• _Exercise details_
Only one stretch of the records below should be repeated. It starts with the line containing "filename src/lib.rs" and goes on through the line containing "pub enum SensorPoll<F>", exactly as written.

Items from a dataset:
>>>>

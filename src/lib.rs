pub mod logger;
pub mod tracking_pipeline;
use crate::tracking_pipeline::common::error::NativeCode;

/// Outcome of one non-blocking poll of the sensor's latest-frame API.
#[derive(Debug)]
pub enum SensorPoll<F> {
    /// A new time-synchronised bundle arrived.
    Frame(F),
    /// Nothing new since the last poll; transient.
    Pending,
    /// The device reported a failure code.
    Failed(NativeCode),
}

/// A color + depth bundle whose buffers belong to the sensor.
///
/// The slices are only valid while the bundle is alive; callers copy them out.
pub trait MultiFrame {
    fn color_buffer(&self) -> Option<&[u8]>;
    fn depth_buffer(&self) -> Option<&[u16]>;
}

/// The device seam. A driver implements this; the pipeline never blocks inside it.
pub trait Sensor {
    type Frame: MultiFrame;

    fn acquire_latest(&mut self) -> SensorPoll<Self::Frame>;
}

<<<<
>>>>

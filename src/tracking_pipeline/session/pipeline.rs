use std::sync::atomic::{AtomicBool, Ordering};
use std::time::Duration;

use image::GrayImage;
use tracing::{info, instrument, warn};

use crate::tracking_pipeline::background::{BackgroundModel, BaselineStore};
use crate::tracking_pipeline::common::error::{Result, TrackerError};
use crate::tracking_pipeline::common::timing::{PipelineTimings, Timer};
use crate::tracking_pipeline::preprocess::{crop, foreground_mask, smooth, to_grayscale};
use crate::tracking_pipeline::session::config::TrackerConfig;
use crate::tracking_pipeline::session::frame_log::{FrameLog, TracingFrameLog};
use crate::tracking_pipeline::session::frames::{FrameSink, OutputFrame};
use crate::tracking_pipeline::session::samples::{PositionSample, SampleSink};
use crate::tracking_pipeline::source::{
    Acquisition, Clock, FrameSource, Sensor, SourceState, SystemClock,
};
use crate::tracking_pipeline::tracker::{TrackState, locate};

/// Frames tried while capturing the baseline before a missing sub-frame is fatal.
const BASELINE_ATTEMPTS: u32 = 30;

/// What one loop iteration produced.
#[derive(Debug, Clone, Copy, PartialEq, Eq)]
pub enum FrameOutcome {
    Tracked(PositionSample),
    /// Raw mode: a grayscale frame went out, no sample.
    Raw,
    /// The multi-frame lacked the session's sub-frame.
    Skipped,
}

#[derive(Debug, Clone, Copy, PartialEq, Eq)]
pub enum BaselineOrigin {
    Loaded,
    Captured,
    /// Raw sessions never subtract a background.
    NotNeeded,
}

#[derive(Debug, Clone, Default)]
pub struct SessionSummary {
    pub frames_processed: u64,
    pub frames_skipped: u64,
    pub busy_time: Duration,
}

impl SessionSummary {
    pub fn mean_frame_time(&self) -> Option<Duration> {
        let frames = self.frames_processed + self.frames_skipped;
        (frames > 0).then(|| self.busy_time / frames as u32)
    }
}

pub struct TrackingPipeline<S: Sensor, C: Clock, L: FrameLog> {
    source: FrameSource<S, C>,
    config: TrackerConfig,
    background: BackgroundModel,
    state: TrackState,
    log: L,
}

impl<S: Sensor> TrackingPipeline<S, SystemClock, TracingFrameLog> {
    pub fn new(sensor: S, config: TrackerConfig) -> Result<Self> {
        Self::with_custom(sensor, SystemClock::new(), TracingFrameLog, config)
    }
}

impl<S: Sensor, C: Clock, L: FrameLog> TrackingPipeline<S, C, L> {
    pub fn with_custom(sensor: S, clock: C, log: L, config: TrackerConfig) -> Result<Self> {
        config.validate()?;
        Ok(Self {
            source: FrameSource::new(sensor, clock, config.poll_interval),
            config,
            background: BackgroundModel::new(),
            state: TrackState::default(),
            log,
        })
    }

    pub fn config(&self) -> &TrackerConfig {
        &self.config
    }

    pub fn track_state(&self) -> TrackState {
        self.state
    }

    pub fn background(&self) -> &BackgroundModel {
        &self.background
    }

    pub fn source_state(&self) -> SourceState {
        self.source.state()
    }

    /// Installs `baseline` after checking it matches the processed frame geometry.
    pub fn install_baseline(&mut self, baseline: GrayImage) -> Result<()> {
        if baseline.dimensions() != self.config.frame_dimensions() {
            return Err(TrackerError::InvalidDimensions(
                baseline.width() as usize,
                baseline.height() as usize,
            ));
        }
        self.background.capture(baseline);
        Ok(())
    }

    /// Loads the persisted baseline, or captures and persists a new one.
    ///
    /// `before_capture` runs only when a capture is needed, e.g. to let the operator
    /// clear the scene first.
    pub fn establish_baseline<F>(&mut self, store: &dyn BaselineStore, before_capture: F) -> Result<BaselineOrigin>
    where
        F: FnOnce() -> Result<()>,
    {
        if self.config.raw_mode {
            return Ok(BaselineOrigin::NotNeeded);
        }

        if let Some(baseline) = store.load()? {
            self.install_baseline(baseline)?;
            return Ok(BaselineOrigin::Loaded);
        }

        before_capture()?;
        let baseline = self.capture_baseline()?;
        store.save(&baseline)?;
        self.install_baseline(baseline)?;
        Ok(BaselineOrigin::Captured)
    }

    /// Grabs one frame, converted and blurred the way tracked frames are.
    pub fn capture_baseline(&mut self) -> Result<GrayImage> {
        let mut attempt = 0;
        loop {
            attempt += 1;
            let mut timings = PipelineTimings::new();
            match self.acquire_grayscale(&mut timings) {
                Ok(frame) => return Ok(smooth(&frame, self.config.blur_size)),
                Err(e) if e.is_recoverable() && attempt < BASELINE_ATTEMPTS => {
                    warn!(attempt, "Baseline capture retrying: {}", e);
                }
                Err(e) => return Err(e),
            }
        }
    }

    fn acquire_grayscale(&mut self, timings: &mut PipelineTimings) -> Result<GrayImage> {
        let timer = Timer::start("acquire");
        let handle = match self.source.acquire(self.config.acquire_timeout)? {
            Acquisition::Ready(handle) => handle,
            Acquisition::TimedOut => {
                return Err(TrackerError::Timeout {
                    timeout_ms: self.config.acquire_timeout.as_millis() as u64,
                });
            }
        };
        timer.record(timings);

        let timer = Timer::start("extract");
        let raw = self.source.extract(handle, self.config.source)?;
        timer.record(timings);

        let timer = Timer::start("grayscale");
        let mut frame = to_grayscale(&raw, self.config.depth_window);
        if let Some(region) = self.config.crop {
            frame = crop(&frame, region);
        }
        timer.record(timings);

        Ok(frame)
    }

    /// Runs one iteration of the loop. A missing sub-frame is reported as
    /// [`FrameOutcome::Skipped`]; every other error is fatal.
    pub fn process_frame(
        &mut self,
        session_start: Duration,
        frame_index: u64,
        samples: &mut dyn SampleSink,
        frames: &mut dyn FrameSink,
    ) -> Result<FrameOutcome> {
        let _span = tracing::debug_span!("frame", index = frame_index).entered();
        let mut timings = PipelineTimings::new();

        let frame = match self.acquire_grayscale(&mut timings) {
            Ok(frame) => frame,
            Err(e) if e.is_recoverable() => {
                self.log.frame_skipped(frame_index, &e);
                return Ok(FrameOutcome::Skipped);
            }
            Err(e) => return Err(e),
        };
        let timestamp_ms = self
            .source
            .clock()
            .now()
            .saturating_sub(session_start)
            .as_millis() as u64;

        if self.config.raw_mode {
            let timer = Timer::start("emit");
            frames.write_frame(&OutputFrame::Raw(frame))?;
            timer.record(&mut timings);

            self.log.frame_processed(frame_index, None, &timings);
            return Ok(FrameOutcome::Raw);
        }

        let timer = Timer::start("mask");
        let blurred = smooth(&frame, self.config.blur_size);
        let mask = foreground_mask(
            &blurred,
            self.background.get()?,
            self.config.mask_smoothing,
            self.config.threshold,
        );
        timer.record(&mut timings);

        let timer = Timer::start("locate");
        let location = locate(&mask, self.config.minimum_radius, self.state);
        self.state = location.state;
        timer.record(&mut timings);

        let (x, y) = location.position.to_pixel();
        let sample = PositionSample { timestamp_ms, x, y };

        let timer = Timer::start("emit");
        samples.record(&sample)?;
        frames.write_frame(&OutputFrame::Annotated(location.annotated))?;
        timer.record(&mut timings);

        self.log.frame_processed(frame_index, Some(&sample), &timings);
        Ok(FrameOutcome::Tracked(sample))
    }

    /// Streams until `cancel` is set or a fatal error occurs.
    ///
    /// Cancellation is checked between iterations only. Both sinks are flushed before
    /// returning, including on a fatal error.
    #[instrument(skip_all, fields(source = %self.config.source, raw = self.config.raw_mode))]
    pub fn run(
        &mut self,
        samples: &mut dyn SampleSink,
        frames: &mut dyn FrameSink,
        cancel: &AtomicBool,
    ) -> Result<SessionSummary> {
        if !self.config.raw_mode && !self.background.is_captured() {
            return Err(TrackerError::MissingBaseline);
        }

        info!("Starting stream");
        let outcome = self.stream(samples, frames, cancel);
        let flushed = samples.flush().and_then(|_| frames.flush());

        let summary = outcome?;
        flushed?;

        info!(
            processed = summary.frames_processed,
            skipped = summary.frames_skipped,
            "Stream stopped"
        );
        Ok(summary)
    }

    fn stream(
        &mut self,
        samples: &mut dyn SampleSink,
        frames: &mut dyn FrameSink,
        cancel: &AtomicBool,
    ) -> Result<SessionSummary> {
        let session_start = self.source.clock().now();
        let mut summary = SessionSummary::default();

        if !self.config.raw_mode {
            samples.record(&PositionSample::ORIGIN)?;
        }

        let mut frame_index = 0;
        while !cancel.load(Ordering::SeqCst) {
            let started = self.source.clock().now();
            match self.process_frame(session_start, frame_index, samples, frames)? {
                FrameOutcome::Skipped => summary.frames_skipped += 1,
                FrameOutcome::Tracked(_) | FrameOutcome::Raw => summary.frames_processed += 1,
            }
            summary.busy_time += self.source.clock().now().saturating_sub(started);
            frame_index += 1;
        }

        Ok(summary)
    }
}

<<<<

• _Answer below_
filename src/lib.rs
pub mod logger;
pub mod tracking_pipeline;
use crate::tracking_pipeline::common::error::NativeCode;

/// Outcome of one non-blocking poll of the sensor's latest-frame API.
#[derive(Debug)]
pub enum SensorPoll<F> {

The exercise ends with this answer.